=== Saved data entries ===
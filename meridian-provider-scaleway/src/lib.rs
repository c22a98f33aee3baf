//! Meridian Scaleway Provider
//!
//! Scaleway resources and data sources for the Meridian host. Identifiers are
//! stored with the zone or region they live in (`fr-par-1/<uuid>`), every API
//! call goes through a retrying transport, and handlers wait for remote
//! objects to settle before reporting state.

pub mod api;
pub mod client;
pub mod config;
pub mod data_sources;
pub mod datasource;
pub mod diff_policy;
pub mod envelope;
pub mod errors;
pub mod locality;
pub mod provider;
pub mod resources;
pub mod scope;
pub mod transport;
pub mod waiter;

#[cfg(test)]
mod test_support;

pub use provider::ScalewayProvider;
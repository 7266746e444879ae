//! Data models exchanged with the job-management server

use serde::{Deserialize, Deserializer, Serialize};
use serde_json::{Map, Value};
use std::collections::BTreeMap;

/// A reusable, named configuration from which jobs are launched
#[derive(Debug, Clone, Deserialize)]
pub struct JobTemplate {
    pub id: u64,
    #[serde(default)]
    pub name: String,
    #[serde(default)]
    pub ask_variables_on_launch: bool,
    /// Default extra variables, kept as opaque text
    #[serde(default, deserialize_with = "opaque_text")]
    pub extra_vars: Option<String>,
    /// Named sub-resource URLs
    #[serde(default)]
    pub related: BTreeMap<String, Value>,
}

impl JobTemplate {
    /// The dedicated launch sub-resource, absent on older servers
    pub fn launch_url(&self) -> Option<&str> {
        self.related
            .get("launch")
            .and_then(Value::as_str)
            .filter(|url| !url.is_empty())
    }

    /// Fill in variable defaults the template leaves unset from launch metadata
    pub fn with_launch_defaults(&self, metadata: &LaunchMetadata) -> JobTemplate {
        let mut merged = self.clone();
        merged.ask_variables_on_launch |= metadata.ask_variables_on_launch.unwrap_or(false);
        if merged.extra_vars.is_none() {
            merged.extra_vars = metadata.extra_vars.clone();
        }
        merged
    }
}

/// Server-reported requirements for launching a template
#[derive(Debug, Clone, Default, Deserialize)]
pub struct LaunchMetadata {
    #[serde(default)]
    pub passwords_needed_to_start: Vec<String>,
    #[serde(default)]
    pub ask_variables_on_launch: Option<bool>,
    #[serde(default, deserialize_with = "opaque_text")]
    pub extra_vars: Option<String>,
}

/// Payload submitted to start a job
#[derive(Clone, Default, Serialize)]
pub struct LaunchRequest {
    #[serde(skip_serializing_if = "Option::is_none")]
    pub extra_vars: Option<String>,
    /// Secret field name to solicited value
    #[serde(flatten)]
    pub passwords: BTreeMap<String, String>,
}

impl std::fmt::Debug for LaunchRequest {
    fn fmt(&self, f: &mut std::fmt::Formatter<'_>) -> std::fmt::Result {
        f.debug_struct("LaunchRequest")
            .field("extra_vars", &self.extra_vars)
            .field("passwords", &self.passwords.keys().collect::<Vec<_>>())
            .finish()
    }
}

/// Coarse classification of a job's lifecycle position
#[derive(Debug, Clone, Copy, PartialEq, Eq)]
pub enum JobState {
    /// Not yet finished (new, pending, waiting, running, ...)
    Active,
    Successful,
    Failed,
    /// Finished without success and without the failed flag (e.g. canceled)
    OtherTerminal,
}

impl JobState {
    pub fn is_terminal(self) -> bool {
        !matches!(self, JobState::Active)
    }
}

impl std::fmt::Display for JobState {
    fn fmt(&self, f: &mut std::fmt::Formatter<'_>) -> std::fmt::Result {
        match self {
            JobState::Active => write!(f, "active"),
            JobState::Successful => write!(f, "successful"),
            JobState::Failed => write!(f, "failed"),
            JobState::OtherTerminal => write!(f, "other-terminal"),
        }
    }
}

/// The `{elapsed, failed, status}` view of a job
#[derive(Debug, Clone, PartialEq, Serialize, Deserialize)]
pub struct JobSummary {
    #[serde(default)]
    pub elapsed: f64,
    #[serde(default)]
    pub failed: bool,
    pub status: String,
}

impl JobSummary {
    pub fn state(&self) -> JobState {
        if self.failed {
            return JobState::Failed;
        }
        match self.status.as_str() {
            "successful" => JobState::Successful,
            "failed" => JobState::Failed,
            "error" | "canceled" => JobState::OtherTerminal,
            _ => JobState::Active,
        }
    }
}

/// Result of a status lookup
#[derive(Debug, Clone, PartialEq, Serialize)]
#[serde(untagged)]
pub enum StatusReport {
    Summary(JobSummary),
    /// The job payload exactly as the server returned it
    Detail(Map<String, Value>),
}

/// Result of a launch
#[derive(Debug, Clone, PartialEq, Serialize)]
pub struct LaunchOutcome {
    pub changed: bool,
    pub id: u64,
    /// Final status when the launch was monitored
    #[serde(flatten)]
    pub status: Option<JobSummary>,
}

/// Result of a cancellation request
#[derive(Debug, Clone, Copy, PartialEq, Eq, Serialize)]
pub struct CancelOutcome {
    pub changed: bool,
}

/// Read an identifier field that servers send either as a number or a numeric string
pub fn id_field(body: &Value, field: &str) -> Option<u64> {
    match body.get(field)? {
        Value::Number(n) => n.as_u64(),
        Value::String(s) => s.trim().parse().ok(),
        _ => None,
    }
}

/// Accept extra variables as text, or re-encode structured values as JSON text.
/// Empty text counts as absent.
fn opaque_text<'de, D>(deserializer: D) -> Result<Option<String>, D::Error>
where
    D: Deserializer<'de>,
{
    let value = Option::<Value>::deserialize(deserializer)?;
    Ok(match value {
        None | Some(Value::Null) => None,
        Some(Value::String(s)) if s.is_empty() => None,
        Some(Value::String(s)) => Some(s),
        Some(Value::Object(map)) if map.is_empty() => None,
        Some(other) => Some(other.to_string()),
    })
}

=== EXERCISE OBJECTIVE ===
Look back at the entries above and repeat, unchanged, every line from the line holding "on older servers" through the line holding "let mut merged = self.clone();".

=== EXPECTED OUTPUT ===
    /// The dedicated launch sub-resource, absent on older servers
    pub fn launch_url(&self) -> Option<&str> {
        self.related
            .get("launch")
            .and_then(Value::as_str)
            .filter(|url| !url.is_empty())
    }

    /// Fill in variable defaults the template leaves unset from launch metadata
    pub fn with_launch_defaults(&self, metadata: &LaunchMetadata) -> JobTemplate {
        let mut merged = self.clone();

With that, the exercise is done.